Assignment: Find the word "spinner" in the records below. List each line containing it.

Supplied data:
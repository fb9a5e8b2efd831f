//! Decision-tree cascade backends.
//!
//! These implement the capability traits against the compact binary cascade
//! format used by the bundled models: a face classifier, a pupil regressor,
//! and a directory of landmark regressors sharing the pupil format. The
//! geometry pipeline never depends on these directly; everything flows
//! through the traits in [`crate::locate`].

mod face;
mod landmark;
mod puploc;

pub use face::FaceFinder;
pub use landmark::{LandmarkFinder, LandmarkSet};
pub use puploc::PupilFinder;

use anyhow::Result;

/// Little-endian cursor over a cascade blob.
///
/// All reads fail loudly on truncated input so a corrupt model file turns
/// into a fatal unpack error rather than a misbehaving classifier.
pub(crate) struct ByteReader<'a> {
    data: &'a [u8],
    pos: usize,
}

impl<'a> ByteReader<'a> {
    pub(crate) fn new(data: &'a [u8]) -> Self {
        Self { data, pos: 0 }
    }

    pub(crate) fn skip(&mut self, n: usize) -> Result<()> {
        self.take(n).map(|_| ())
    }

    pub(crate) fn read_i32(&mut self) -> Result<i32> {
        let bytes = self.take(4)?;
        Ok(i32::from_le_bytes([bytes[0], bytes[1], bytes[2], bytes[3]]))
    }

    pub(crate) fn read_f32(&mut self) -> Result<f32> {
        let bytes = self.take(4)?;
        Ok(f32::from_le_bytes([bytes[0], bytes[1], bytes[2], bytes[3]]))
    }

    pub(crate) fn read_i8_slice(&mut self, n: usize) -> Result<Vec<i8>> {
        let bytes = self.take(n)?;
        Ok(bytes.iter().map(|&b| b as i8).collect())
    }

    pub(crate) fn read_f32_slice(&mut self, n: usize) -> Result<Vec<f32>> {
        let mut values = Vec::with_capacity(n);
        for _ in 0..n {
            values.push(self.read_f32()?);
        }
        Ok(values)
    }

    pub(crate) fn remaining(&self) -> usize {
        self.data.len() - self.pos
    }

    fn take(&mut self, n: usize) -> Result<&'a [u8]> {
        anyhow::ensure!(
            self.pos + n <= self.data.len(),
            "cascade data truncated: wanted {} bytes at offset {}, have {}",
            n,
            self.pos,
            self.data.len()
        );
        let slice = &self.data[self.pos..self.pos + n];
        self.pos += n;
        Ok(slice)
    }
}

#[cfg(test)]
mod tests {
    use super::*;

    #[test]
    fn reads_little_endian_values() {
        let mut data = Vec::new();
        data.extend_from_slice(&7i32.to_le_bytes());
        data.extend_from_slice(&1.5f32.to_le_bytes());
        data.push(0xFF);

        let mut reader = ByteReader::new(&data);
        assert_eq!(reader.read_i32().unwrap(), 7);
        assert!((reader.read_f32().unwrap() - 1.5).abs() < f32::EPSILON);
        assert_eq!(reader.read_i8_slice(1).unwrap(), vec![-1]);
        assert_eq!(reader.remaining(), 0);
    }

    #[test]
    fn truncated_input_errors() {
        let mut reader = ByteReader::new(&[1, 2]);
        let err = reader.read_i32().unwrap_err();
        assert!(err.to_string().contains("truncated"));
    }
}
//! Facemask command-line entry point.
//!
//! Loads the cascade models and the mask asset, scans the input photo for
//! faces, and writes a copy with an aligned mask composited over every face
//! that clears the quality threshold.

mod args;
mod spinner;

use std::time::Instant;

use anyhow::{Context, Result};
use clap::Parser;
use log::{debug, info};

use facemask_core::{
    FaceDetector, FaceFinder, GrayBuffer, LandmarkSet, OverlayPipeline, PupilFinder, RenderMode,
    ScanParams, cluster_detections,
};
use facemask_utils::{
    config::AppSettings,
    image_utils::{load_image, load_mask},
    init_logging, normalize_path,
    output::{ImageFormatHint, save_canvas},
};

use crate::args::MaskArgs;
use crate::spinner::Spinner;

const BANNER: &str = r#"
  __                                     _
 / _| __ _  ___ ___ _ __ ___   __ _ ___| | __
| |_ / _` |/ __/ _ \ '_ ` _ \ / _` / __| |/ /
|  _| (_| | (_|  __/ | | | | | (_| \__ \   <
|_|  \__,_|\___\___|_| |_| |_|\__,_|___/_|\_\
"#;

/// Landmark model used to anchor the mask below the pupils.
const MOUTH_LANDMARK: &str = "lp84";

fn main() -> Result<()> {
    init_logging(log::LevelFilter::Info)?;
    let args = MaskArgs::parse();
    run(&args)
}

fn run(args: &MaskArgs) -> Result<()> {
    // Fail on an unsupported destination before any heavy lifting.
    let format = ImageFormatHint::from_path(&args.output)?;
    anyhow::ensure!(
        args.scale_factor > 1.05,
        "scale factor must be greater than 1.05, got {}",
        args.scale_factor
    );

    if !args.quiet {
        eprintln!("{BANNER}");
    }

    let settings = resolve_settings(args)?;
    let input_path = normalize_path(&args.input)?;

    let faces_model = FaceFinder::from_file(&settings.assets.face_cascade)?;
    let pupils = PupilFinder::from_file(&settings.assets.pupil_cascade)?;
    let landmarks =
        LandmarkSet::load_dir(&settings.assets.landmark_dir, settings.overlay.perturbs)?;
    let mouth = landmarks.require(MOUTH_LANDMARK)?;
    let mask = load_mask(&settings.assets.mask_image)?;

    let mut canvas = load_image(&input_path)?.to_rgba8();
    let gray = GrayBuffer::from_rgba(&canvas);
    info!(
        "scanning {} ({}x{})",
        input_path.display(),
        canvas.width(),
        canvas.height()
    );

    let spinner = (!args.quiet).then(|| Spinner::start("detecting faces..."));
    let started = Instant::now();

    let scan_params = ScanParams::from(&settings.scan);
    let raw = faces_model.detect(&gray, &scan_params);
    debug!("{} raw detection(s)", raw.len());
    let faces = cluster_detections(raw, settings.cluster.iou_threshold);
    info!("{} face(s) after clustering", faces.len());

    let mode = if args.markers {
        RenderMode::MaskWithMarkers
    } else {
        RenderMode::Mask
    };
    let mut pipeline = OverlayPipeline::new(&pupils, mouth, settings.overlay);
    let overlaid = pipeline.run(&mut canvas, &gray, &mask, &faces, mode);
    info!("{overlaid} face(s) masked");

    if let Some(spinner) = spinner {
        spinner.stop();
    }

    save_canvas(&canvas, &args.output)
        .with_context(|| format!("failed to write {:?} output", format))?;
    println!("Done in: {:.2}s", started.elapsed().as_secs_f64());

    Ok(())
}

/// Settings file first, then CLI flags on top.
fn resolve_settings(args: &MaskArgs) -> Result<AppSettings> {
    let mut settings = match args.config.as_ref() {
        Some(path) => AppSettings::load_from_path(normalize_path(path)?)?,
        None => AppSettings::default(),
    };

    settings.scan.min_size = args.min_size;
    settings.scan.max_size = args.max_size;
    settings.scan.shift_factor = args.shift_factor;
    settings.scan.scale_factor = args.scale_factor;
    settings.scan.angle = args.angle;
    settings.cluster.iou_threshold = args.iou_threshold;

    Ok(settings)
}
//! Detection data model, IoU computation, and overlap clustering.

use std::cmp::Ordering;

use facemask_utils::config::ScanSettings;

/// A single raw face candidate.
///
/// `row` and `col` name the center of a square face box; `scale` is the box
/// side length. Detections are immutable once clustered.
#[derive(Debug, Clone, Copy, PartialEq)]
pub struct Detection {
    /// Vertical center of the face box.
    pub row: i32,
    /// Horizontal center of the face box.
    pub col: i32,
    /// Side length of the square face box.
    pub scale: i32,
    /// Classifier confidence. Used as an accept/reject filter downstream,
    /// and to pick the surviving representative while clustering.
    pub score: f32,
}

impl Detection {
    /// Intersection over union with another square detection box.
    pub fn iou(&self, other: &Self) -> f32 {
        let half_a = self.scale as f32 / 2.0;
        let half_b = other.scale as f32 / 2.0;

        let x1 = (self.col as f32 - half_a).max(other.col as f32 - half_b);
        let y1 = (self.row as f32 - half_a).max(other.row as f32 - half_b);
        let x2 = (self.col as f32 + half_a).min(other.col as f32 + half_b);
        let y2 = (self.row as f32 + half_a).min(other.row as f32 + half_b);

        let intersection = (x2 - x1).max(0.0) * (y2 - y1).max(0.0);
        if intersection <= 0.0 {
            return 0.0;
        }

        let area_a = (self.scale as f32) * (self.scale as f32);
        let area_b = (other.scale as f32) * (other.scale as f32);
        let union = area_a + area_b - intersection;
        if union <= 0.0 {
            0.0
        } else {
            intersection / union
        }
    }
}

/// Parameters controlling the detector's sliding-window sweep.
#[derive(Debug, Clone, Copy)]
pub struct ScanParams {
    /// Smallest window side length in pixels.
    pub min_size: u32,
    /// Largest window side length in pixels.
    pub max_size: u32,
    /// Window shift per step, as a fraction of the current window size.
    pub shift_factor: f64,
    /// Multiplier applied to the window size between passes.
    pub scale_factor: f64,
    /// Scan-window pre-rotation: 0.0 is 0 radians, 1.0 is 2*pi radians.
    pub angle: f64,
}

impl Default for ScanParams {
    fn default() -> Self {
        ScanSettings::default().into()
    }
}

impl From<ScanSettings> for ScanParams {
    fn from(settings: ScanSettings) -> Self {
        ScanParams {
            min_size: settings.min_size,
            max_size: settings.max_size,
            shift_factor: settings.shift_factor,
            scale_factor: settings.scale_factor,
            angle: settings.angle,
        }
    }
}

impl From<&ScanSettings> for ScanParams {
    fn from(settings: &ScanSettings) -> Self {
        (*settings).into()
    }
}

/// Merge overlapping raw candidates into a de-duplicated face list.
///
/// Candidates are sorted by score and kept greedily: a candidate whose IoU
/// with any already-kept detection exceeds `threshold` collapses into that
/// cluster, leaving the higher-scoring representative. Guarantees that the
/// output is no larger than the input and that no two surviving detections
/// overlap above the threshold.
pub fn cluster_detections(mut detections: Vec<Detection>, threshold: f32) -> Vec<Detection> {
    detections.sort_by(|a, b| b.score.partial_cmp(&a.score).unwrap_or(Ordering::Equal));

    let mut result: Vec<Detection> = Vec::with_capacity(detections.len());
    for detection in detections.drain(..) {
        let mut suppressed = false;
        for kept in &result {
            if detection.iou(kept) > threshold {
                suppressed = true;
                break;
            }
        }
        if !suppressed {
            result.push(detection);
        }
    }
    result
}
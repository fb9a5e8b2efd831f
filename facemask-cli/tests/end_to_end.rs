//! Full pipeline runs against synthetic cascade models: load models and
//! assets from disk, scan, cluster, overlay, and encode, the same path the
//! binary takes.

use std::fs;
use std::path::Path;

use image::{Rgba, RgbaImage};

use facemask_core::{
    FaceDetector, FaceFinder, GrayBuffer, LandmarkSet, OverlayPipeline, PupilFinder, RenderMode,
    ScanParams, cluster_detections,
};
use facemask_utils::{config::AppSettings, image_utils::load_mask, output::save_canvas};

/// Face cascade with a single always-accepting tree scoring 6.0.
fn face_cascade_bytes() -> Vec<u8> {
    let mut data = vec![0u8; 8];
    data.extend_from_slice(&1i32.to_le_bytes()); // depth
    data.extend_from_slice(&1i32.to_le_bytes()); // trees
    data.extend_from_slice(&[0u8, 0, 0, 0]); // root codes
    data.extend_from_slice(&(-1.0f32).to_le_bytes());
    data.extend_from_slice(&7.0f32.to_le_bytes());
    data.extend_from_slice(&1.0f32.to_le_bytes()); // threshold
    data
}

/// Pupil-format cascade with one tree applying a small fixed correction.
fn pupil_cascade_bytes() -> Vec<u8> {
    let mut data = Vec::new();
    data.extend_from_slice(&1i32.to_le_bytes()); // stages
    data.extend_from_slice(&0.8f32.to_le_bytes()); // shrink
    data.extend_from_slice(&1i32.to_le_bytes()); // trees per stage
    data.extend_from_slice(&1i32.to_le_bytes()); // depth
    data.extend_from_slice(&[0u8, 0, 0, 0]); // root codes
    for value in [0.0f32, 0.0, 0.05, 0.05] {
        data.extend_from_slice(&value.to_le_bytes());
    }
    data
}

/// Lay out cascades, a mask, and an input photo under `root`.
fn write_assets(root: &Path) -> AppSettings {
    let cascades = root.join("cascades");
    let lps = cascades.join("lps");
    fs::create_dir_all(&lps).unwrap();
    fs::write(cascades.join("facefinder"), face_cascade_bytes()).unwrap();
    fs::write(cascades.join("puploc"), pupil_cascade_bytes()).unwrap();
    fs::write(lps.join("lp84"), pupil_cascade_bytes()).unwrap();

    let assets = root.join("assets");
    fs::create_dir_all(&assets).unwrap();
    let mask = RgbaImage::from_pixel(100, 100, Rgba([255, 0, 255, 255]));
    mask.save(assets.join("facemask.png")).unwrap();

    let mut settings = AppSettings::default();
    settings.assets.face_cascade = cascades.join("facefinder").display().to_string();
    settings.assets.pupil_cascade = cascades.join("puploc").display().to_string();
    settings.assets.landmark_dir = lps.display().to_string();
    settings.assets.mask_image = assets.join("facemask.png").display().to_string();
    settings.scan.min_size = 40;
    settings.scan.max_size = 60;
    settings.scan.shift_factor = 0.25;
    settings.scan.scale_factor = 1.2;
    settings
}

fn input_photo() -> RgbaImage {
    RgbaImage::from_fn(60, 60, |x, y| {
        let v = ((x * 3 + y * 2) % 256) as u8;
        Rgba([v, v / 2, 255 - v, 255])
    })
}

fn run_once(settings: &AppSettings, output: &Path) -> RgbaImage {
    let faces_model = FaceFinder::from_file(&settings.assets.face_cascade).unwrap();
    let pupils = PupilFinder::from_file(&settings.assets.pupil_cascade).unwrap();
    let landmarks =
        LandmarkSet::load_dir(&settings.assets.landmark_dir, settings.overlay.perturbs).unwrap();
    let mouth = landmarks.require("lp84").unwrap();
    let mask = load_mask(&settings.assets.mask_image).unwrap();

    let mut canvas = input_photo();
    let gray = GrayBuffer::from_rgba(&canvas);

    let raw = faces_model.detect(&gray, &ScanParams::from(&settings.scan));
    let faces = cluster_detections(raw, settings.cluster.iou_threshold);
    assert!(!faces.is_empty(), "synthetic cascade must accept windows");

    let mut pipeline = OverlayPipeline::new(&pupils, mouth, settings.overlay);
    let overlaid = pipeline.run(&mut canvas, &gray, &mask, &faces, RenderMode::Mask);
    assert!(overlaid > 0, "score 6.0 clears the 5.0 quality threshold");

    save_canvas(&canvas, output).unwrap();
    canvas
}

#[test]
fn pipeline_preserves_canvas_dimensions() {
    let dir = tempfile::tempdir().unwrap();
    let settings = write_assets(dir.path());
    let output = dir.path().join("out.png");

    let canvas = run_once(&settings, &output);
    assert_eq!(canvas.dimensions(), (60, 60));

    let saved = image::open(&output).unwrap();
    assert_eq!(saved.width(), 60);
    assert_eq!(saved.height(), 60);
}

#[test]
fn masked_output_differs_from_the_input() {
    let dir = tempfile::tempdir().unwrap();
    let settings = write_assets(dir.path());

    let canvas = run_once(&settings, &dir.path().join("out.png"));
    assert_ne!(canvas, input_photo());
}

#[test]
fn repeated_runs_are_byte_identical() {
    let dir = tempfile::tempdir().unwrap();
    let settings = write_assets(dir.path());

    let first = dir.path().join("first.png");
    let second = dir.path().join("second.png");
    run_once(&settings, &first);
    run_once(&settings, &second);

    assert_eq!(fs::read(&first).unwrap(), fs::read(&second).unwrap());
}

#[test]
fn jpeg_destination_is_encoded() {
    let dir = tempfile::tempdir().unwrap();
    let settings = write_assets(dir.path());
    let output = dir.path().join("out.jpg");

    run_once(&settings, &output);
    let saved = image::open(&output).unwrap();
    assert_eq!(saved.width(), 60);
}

Completed exercise:
mod spinner;
use crate::spinner::Spinner;
    let spinner = (!args.quiet).then(|| Spinner::start("detecting faces..."));
    if let Some(spinner) = spinner {
        spinner.stop();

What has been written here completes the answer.